Jesus is one with the Father who gave you life and who placed you into Jesus’ care.  You can be assured that nothing can snatch you away, because Christ has already conquered everything that tries to steal you away.  He’s overcame Satan, sin, and death with His perfect life, atoning death, and victorious resurrection from the tomb.  All your enemies have been defeated, Christ has conquered all, and your Good Shepherd leads you to the good things, to forgiveness, life, and salvation in His name.

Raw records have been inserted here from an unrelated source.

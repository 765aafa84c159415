use chrono::Utc;
use sea_orm::ActiveValue::Set;
use sea_orm::{ActiveModelTrait, ColumnTrait, EntityTrait, QueryFilter, QueryOrder};

use crate::entity::products::{ActiveModel, Column, Model as ProductModel};
use crate::entity::Products;
use crate::error::{BotError, BotResult};
use crate::models::Product;
use crate::state::AppState;

/// Full listing, lowest quantity first so shortages surface at the top.
pub async fn list_products(state: &AppState) -> BotResult<Vec<Product>> {
    let items = Products::find()
        .order_by_asc(Column::Quantity)
        .all(&state.orm)
        .await?
        .into_iter()
        .map(product_from_entity)
        .collect();
    Ok(items)
}

pub async fn get_product(state: &AppState, id: i64) -> BotResult<Product> {
    let product = Products::find_by_id(id)
        .one(&state.orm)
        .await?
        .map(product_from_entity);
    match product {
        Some(p) => Ok(p),
        None => Err(BotError::NotFound),
    }
}

pub async fn create_product(
    state: &AppState,
    name: String,
    quantity: i32,
    category: Option<String>,
) -> BotResult<Product> {
    let active = ActiveModel {
        name: Set(name),
        quantity: Set(quantity),
        category: Set(category),
        added_at: Set(Utc::now()),
        ..Default::default()
    };
    let product = active.insert(&state.orm).await?;
    Ok(product_from_entity(product))
}

pub async fn rename_product(state: &AppState, id: i64, name: String) -> BotResult<Product> {
    let existing = find_entity(state, id).await?;
    let mut active: ActiveModel = existing.into();
    active.name = Set(name);
    let product = active.update(&state.orm).await?;
    Ok(product_from_entity(product))
}

pub async fn set_quantity(state: &AppState, id: i64, quantity: i32) -> BotResult<Product> {
    let existing = find_entity(state, id).await?;
    let mut active: ActiveModel = existing.into();
    active.quantity = Set(quantity);
    let product = active.update(&state.orm).await?;
    Ok(product_from_entity(product))
}

pub async fn set_category(
    state: &AppState,
    id: i64,
    category: Option<String>,
) -> BotResult<Product> {
    let existing = find_entity(state, id).await?;
    let mut active: ActiveModel = existing.into();
    active.category = Set(category);
    let product = active.update(&state.orm).await?;
    Ok(product_from_entity(product))
}

/// Delete and return the removed row so the caller can echo it back.
pub async fn delete_product(state: &AppState, id: i64) -> BotResult<Product> {
    let existing = find_entity(state, id).await?;
    let product = product_from_entity(existing.clone());
    let active: ActiveModel = existing.into();
    active.delete(&state.orm).await?;
    Ok(product)
}

/// Case-insensitive substring match over name OR category, in scan order.
/// The backing store's LIKE is only case-insensitive for ASCII, so the
/// filter runs in-process to keep the match uniform.
pub async fn search_products(state: &AppState, term: &str) -> BotResult<Vec<Product>> {
    let needle = term.trim().to_lowercase();
    let items = Products::find()
        .all(&state.orm)
        .await?
        .into_iter()
        .filter(|p| {
            p.name.to_lowercase().contains(&needle)
                || p.category
                    .as_deref()
                    .map(|c| c.to_lowercase().contains(&needle))
                    .unwrap_or(false)
        })
        .map(product_from_entity)
        .collect();
    Ok(items)
}

pub async fn low_stock(state: &AppState, threshold: i32) -> BotResult<Vec<Product>> {
    let items = Products::find()
        .filter(Column::Quantity.lt(threshold))
        .order_by_asc(Column::Quantity)
        .all(&state.orm)
        .await?
        .into_iter()
        .map(product_from_entity)
        .collect();
    Ok(items)
}

async fn find_entity(state: &AppState, id: i64) -> BotResult<ProductModel> {
    match Products::find_by_id(id).one(&state.orm).await? {
        Some(p) => Ok(p),
        None => Err(BotError::NotFound),
    }
}

fn product_from_entity(model: ProductModel) -> Product {
    Product {
        id: model.id,
        name: model.name,
        quantity: model.quantity,
        category: model.category,
        added_at: model.added_at,
    }
}
//! Reply-text shaping for listings and summaries.

use crate::models::{ActionLogEntry, Product, ShiftReport, User};
use crate::services::admin_service::Stats;

pub fn product_block(product: &Product, threshold: i32, with_added: bool) -> String {
    let mut block = format!(
        "id: {}\nname: {}\nquantity: {}{}\ncategory: {}\n",
        product.id,
        product.name,
        product.quantity,
        if product.quantity < threshold {
            " (low stock)"
        } else {
            ""
        },
        product.category.as_deref().unwrap_or("none"),
    );
    if with_added {
        block.push_str(&format!(
            "added: {}\n",
            product.added_at.format("%Y-%m-%d %H:%M")
        ));
    }
    block
}

pub fn warehouse_listing(products: &[Product], threshold: i32) -> String {
    let mut text = String::new();

    let low: Vec<&Product> = products.iter().filter(|p| p.quantity < threshold).collect();
    if !low.is_empty() {
        text.push_str("Running low:\n");
        for p in &low {
            text.push_str(&format!("- {} (id {}): {} left\n", p.name, p.id, p.quantity));
        }
        text.push('\n');
    }

    text.push_str("Products:\n\n");
    for p in products {
        text.push_str(&product_block(p, threshold, true));
        text.push('\n');
    }
    text
}

pub fn search_results(term: &str, products: &[Product], threshold: i32) -> String {
    let mut text = format!("Search results for \"{term}\":\n\n");
    for p in products {
        text.push_str(&product_block(p, threshold, false));
        text.push('\n');
    }
    text
}

pub fn low_stock_listing(products: &[Product]) -> String {
    let mut text = "Products running low:\n\n".to_string();
    for p in products {
        text.push_str(&format!(
            "id: {}\nname: {}\nleft: {}\ncategory: {}\n\n",
            p.id,
            p.name,
            p.quantity,
            p.category.as_deref().unwrap_or("none"),
        ));
    }
    text
}

pub fn user_flags(user: &User) -> String {
    let mut flags = Vec::new();
    if user.is_admin {
        flags.push("admin");
    }
    if user.is_banned {
        flags.push("banned");
    }
    if user.is_approved {
        flags.push("approved");
    } else {
        flags.push("pending");
    }
    flags.join(", ")
}

pub fn user_listing(users: &[User]) -> String {
    let mut text = "Users:\n\n".to_string();
    for user in users {
        text.push_str(&format!(
            "{} {}\nid: {}\nflags: {}\nregistered: {}\n\n",
            user.display_name(),
            user.handle(),
            user.id,
            user_flags(user),
            user.added_at.format("%Y-%m-%d %H:%M"),
        ));
    }
    text
}

pub fn user_card(user: &User) -> String {
    format!(
        "{} {}\nid: {}\nflags: {}\nregistered: {}\nlast action: {}",
        user.display_name(),
        user.handle(),
        user.id,
        user_flags(user),
        user.added_at.format("%Y-%m-%d %H:%M"),
        user.last_action_at
            .map(|t| t.format("%Y-%m-%d %H:%M").to_string())
            .unwrap_or_else(|| "never".to_string()),
    )
}

pub fn stats_text(stats: &Stats) -> String {
    format!(
        "Bot statistics:\n\n\
         Users: {} total, {} admins, {} banned\n\
         Products: {} total, {} running low\n\
         Shift reports: {}\n\
         Actions in the last 24h: {}",
        stats.total_users,
        stats.admins,
        stats.banned,
        stats.total_products,
        stats.low_stock,
        stats.total_reports,
        stats.actions_24h,
    )
}

pub fn logs_listing(entries: &[(ActionLogEntry, Option<User>)]) -> String {
    let mut text = format!("Last {} actions:\n\n", entries.len());
    for (entry, user) in entries {
        let who = match user {
            Some(u) => format!("{} {}", u.display_name(), u.handle()),
            None => format!("user {}", entry.user_id),
        };
        text.push_str(&format!(
            "{}\nby {}\n{}\nat {}\n\n",
            entry.action,
            who,
            entry.details,
            entry.created_at.format("%Y-%m-%d %H:%M:%S"),
        ));
    }
    text
}

pub fn report_history(reports: &[ShiftReport]) -> String {
    let mut text = format!("Last {} reports:\n\n", reports.len());
    for r in reports {
        text.push_str(&format!(
            "{}\n  total: {}\n  cash: {}\n  card: {}\n  bar: {}\n  hookahs: {}\n  expenses: {}\n  balance: {}\n\n",
            r.report_date, r.total, r.cash, r.card, r.bar, r.hookah_count, r.expenses, r.balance,
        ));
    }
    text
}
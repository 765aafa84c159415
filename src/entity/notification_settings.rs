use sea_orm::entity::prelude::*;

#[derive(Clone, Debug, PartialEq, DeriveEntityModel)]
#[sea_orm(table_name = "notification_settings")]
pub struct Model {
    #[sea_orm(primary_key)]
    pub id: i64,
    #[sea_orm(unique)]
    pub kind: String,
    pub chat_id: i64,
}

#[derive(Copy, Clone, Debug, EnumIter, DeriveRelation)]
pub enum Relation {}

impl ActiveModelBehavior for ActiveModel {}
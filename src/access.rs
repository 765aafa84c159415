//! Access-control ledger and the gate consulted before every dispatch.

use chrono::Utc;
use sea_orm::ActiveValue::Set;
use sea_orm::{ActiveModelTrait, EntityTrait};

use crate::config::PRINCIPAL_ADMIN_ID;
use crate::entity::users::{ActiveModel as UserActive, Model as UserModel};
use crate::entity::Users;
use crate::error::BotResult;
use crate::state::AppState;
use crate::telegram::Sender;

/// Outcome of the gate: either the handler runs, or the user gets the reason
/// it does not.
#[derive(Debug, Clone, PartialEq, Eq)]
pub enum Decision {
    Admitted,
    Denied(&'static str),
}

pub const DENIED_BANNED: &str = "Your access to the bot has been revoked.";
pub const DENIED_PENDING: &str =
    "Your access is awaiting admin approval. You will be notified once it is granted.";
pub const DENIED_NOT_ADMIN: &str = "This action requires admin rights.";

pub async fn lookup(state: &AppState, user_id: i64) -> BotResult<Option<UserModel>> {
    Ok(Users::find_by_id(user_id).one(&state.orm).await?)
}

pub async fn is_registered(state: &AppState, user_id: i64) -> BotResult<bool> {
    Ok(lookup(state, user_id).await?.is_some())
}

pub async fn is_banned(state: &AppState, user_id: i64) -> BotResult<bool> {
    Ok(lookup(state, user_id)
        .await?
        .map(|u| u.is_banned)
        .unwrap_or(false))
}

/// The principal admin is approved whether or not a row exists.
pub async fn is_approved(state: &AppState, user_id: i64) -> BotResult<bool> {
    if user_id == PRINCIPAL_ADMIN_ID {
        return Ok(true);
    }
    Ok(lookup(state, user_id)
        .await?
        .map(|u| u.is_approved)
        .unwrap_or(false))
}

/// Admin standing requires the flag and an unbanned row; the principal admin
/// short-circuits to true.
pub async fn is_admin(state: &AppState, user_id: i64) -> BotResult<bool> {
    if user_id == PRINCIPAL_ADMIN_ID {
        return Ok(true);
    }
    Ok(lookup(state, user_id)
        .await?
        .map(|u| u.is_admin && !u.is_banned)
        .unwrap_or(false))
}

/// Insert a row for an unseen sender. The principal id is seeded
/// admin+approved, everyone else starts unapproved. Returns whether a
/// registration actually happened. The principal admin is told about every
/// new registration, best-effort.
pub async fn register_if_needed(state: &AppState, sender: &Sender) -> BotResult<bool> {
    if is_registered(state, sender.id).await? {
        return Ok(false);
    }

    let principal = sender.id == PRINCIPAL_ADMIN_ID;
    let user = UserActive {
        id: Set(sender.id),
        username: Set(sender.username.clone()),
        first_name: Set(sender.first_name.clone()),
        is_admin: Set(principal),
        is_approved: Set(principal),
        is_banned: Set(false),
        added_at: Set(Utc::now()),
        last_action_at: Set(None),
    };
    user.insert(&state.orm).await?;
    tracing::info!(
        user_id = sender.id,
        admin = principal,
        "registered new user"
    );

    if !principal {
        let notification = format!(
            "New user registered:\nid: {}\nname: {}\nusername: {}\n\nApprove access from the admin panel.",
            sender.id,
            sender.first_name.as_deref().unwrap_or("Unknown"),
            sender.username.as_deref().unwrap_or("(none)"),
        );
        if let Err(err) = state
            .api
            .send_message(PRINCIPAL_ADMIN_ID, &notification, None)
            .await
        {
            tracing::warn!(error = %err, "failed to notify principal admin of registration");
        }
    }

    Ok(true)
}

/// The gate for ordinary handlers: ban check, then approval check. The
/// caller is expected to have auto-registered the sender already.
pub async fn check_access(state: &AppState, user_id: i64) -> BotResult<Decision> {
    if is_banned(state, user_id).await? {
        return Ok(Decision::Denied(DENIED_BANNED));
    }
    if !is_approved(state, user_id).await? {
        return Ok(Decision::Denied(DENIED_PENDING));
    }
    Ok(Decision::Admitted)
}

/// The gate for admin-only handlers: the access checks plus the role check.
pub async fn check_admin(state: &AppState, user_id: i64) -> BotResult<Decision> {
    match check_access(state, user_id).await? {
        Decision::Admitted => {}
        denied => return Ok(denied),
    }
    if !is_admin(state, user_id).await? {
        return Ok(Decision::Denied(DENIED_NOT_ADMIN));
    }
    Ok(Decision::Admitted)
}
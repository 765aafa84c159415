use chrono::{DateTime, NaiveDate, Utc};
use serde::{Deserialize, Serialize};

#[derive(Debug, Clone, Serialize, Deserialize)]
pub struct User {
    pub id: i64,
    pub username: Option<String>,
    pub first_name: Option<String>,
    pub is_admin: bool,
    pub is_banned: bool,
    pub is_approved: bool,
    pub added_at: DateTime<Utc>,
    pub last_action_at: Option<DateTime<Utc>>,
}

impl User {
    /// Display handle: "@name" or a placeholder when the transport gave none.
    pub fn handle(&self) -> String {
        match &self.username {
            Some(u) => format!("@{u}"),
            None => "(no username)".to_string(),
        }
    }

    pub fn display_name(&self) -> &str {
        self.first_name.as_deref().unwrap_or("Unknown")
    }
}

#[derive(Debug, Clone, Serialize, Deserialize)]
pub struct Product {
    pub id: i64,
    pub name: String,
    pub quantity: i32,
    pub category: Option<String>,
    pub added_at: DateTime<Utc>,
}

#[derive(Debug, Clone, Serialize, Deserialize)]
pub struct ShiftReport {
    pub id: i64,
    pub user_id: i64,
    pub report_date: NaiveDate,
    pub total: f64,
    pub cash: f64,
    pub card: f64,
    pub bar: f64,
    pub hookah_count: i32,
    pub expenses: f64,
    pub starting_cash: f64,
    pub balance: f64,
    pub created_at: DateTime<Utc>,
}

impl ShiftReport {
    /// Display-only figure, never persisted.
    pub fn net_profit(&self) -> f64 {
        self.total - self.expenses
    }
}

#[derive(Debug, Clone, Serialize, Deserialize)]
pub struct ActionLogEntry {
    pub id: i64,
    pub user_id: i64,
    pub action: String,
    pub details: String,
    pub created_at: DateTime<Utc>,
}

#[derive(Debug, Clone, Serialize, Deserialize)]
pub struct NotificationSetting {
    pub kind: String,
    pub chat_id: i64,
}
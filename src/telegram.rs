//! Chat-transport seam: inbound update payloads, the outbound `ChatApi`
//! capability, and the HTTP Bot-API client implementing it.

use async_trait::async_trait;
use serde::Deserialize;
use serde_json::json;

use crate::error::{BotError, BotResult};

/// The transport caps messages around 4096 chars; long listings are split.
pub const MESSAGE_CHUNK: usize = 4000;

// ===== inbound payloads =====

#[derive(Debug, Clone, Deserialize)]
pub struct Update {
    pub update_id: i64,
    #[serde(default)]
    pub message: Option<IncomingMessage>,
    #[serde(default)]
    pub callback_query: Option<CallbackQuery>,
}

#[derive(Debug, Clone, Deserialize)]
pub struct IncomingMessage {
    pub message_id: i64,
    #[serde(default)]
    pub from: Option<Sender>,
    pub chat: Chat,
    #[serde(default)]
    pub text: Option<String>,
}

#[derive(Debug, Clone, Deserialize)]
pub struct Sender {
    pub id: i64,
    #[serde(default)]
    pub username: Option<String>,
    #[serde(default)]
    pub first_name: Option<String>,
}

#[derive(Debug, Clone, Deserialize)]
pub struct Chat {
    pub id: i64,
    #[serde(rename = "type")]
    pub kind: String,
}

impl Chat {
    pub fn is_private(&self) -> bool {
        self.kind == "private"
    }
}

#[derive(Debug, Clone, Deserialize)]
pub struct CallbackQuery {
    pub id: String,
    pub from: Sender,
    #[serde(default)]
    pub message: Option<IncomingMessage>,
    #[serde(default)]
    pub data: Option<String>,
}

// ===== callback payloads =====

/// Tagged action-and-target payload carried in inline buttons, encoded as
/// `"<verb>_<id>"` on the wire.
#[derive(Debug, Clone, Copy, PartialEq, Eq)]
pub enum CallbackAction {
    Approve(i64),
    Disapprove(i64),
    Ban(i64),
    Unban(i64),
    Promote(i64),
    Demote(i64),
    SelectUser(i64),
    SelectProduct(i64),
    EditProductName(i64),
    EditProductQuantity(i64),
    EditProductCategory(i64),
    DeleteProduct(i64),
}

impl CallbackAction {
    pub fn encode(self) -> String {
        let (verb, id) = match self {
            Self::Approve(id) => ("approve", id),
            Self::Disapprove(id) => ("disapprove", id),
            Self::Ban(id) => ("ban", id),
            Self::Unban(id) => ("unban", id),
            Self::Promote(id) => ("promote", id),
            Self::Demote(id) => ("demote", id),
            Self::SelectUser(id) => ("user", id),
            Self::SelectProduct(id) => ("product", id),
            Self::EditProductName(id) => ("pname", id),
            Self::EditProductQuantity(id) => ("pqty", id),
            Self::EditProductCategory(id) => ("pcat", id),
            Self::DeleteProduct(id) => ("pdel", id),
        };
        format!("{verb}_{id}")
    }

    pub fn decode(data: &str) -> Option<Self> {
        let (verb, id) = data.rsplit_once('_')?;
        let id: i64 = id.parse().ok()?;
        let action = match verb {
            "approve" => Self::Approve(id),
            "disapprove" => Self::Disapprove(id),
            "ban" => Self::Ban(id),
            "unban" => Self::Unban(id),
            "promote" => Self::Promote(id),
            "demote" => Self::Demote(id),
            "user" => Self::SelectUser(id),
            "product" => Self::SelectProduct(id),
            "pname" => Self::EditProductName(id),
            "pqty" => Self::EditProductQuantity(id),
            "pcat" => Self::EditProductCategory(id),
            "pdel" => Self::DeleteProduct(id),
            _ => return None,
        };
        Some(action)
    }
}

// ===== outbound =====

#[derive(Debug, Clone)]
pub struct InlineButton {
    pub text: String,
    pub callback: CallbackAction,
}

#[derive(Debug, Clone)]
pub enum ReplyMarkup {
    /// Reply keyboard built from button-label rows.
    Keyboard(Vec<Vec<String>>),
    Inline(Vec<Vec<InlineButton>>),
    Remove,
}

impl ReplyMarkup {
    fn to_value(&self) -> serde_json::Value {
        match self {
            Self::Keyboard(rows) => {
                let keyboard: Vec<Vec<_>> = rows
                    .iter()
                    .map(|row| row.iter().map(|text| json!({ "text": text })).collect())
                    .collect();
                json!({ "keyboard": keyboard, "resize_keyboard": true })
            }
            Self::Inline(rows) => {
                let keyboard: Vec<Vec<_>> = rows
                    .iter()
                    .map(|row| {
                        row.iter()
                            .map(|b| {
                                json!({ "text": b.text, "callback_data": b.callback.encode() })
                            })
                            .collect()
                    })
                    .collect();
                json!({ "inline_keyboard": keyboard })
            }
            Self::Remove => json!({ "remove_keyboard": true }),
        }
    }
}

/// Outbound capability of the chat transport. Production uses [`BotClient`];
/// tests substitute a recording mock.
#[async_trait]
pub trait ChatApi: Send + Sync {
    async fn send_message(
        &self,
        chat_id: i64,
        text: &str,
        markup: Option<ReplyMarkup>,
    ) -> BotResult<()>;

    async fn send_document(
        &self,
        chat_id: i64,
        filename: &str,
        bytes: Vec<u8>,
        caption: &str,
    ) -> BotResult<()>;

    async fn answer_callback(&self, callback_id: &str, text: Option<&str>) -> BotResult<()>;

    /// Split an over-long listing into transport-sized chunks; the markup, if
    /// any, rides on the final chunk.
    async fn send_chunked(
        &self,
        chat_id: i64,
        text: &str,
        markup: Option<ReplyMarkup>,
    ) -> BotResult<()> {
        let chars: Vec<char> = text.chars().collect();
        if chars.len() <= MESSAGE_CHUNK {
            return self.send_message(chat_id, text, markup).await;
        }
        let mut start = 0;
        while start < chars.len() {
            let end = (start + MESSAGE_CHUNK).min(chars.len());
            let chunk: String = chars[start..end].iter().collect();
            let last = end == chars.len();
            self.send_message(chat_id, &chunk, if last { markup.clone() } else { None })
                .await?;
            start = end;
        }
        Ok(())
    }
}

/// HTTP client for the bot transport API.
#[derive(Clone)]
pub struct BotClient {
    http: reqwest::Client,
    base_url: String,
}

impl BotClient {
    pub fn new(token: &str) -> Self {
        Self {
            http: reqwest::Client::new(),
            base_url: format!("https://api.telegram.org/bot{token}"),
        }
    }

    fn method_url(&self, method: &str) -> String {
        format!("{}/{}", self.base_url, method)
    }

    async fn call(&self, method: &str, payload: serde_json::Value) -> BotResult<()> {
        let resp = self
            .http
            .post(self.method_url(method))
            .json(&payload)
            .send()
            .await?;
        if !resp.status().is_success() {
            let status = resp.status();
            let body = resp.text().await.unwrap_or_default();
            return Err(BotError::BadRequest(format!(
                "transport call {method} failed: {status}: {body}"
            )));
        }
        Ok(())
    }

    pub async fn set_webhook(&self, url: &str) -> BotResult<()> {
        self.call("setWebhook", json!({ "url": url })).await
    }
}

#[async_trait]
impl ChatApi for BotClient {
    async fn send_message(
        &self,
        chat_id: i64,
        text: &str,
        markup: Option<ReplyMarkup>,
    ) -> BotResult<()> {
        let mut payload = json!({ "chat_id": chat_id, "text": text });
        if let Some(markup) = markup {
            payload["reply_markup"] = markup.to_value();
        }
        self.call("sendMessage", payload).await
    }

    async fn send_document(
        &self,
        chat_id: i64,
        filename: &str,
        bytes: Vec<u8>,
        caption: &str,
    ) -> BotResult<()> {
        let part = reqwest::multipart::Part::bytes(bytes).file_name(filename.to_string());
        let form = reqwest::multipart::Form::new()
            .text("chat_id", chat_id.to_string())
            .text("caption", caption.to_string())
            .part("document", part);
        let resp = self
            .http
            .post(self.method_url("sendDocument"))
            .multipart(form)
            .send()
            .await?;
        if !resp.status().is_success() {
            let status = resp.status();
            return Err(BotError::BadRequest(format!(
                "transport call sendDocument failed: {status}"
            )));
        }
        Ok(())
    }

    async fn answer_callback(&self, callback_id: &str, text: Option<&str>) -> BotResult<()> {
        let mut payload = json!({ "callback_query_id": callback_id });
        if let Some(text) = text {
            payload["text"] = json!(text);
        }
        self.call("answerCallbackQuery", payload).await
    }
}

#[cfg(test)]
mod tests {
    use super::CallbackAction;

    #[test]
    fn callback_payloads_round_trip() {
        let actions = [
            CallbackAction::Approve(42),
            CallbackAction::Disapprove(1),
            CallbackAction::Ban(7),
            CallbackAction::SelectUser(7873867301),
            CallbackAction::EditProductQuantity(12),
            CallbackAction::DeleteProduct(3),
        ];
        for action in actions {
            assert_eq!(CallbackAction::decode(&action.encode()), Some(action));
        }
    }

    #[test]
    fn unknown_or_malformed_payloads_decode_to_none() {
        assert_eq!(CallbackAction::decode("frobnicate_3"), None);
        assert_eq!(CallbackAction::decode("approve_notanumber"), None);
        assert_eq!(CallbackAction::decode("approve"), None);
        assert_eq!(CallbackAction::decode(""), None);
    }
}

          He leads you to the green pastures of His Word, where He gives you life.  As you hear Scripture read and preached, your faith in Him is refreshed and strengthened so that you can continually see Christ and look to Him for life.  He leads you to the still waters that cleanse your soul.  At the still waters of baptismal font, your Shepherd washed you clean, and then every time you hear His absolving words, He washes you again.  And He leads you to the table He has prepared, to eat the meal that sustains you into everlasting life, the meal of His body and blood laid down for you.  There are no better things in life than these, because life only comes through these.  Life only comes through the Good Shepherd who is the Life.
You’re in good hands, the hands of the Jesus, the Christ, the Good Shepherd, and He’ll never let you go.  He holds in His arms and protects you from all danger, from Satan, sin, and death.  These three can’t get you, they can’t snatch you away because the Father has placed you into Jesus’ flock.  Through the gift of faith, through the hearing of His Word, through the waters of Baptism, through the eating of the Lord’s Supper, you’re placed into the good hands of your Shepherd, the hands that were pierced on the cross for your salvation, and nothing can snatch you away.  In Jesus’ name...Amen. 
Christ is risen! (He is risen indeed!)  Alleluia!  (Alleluia!)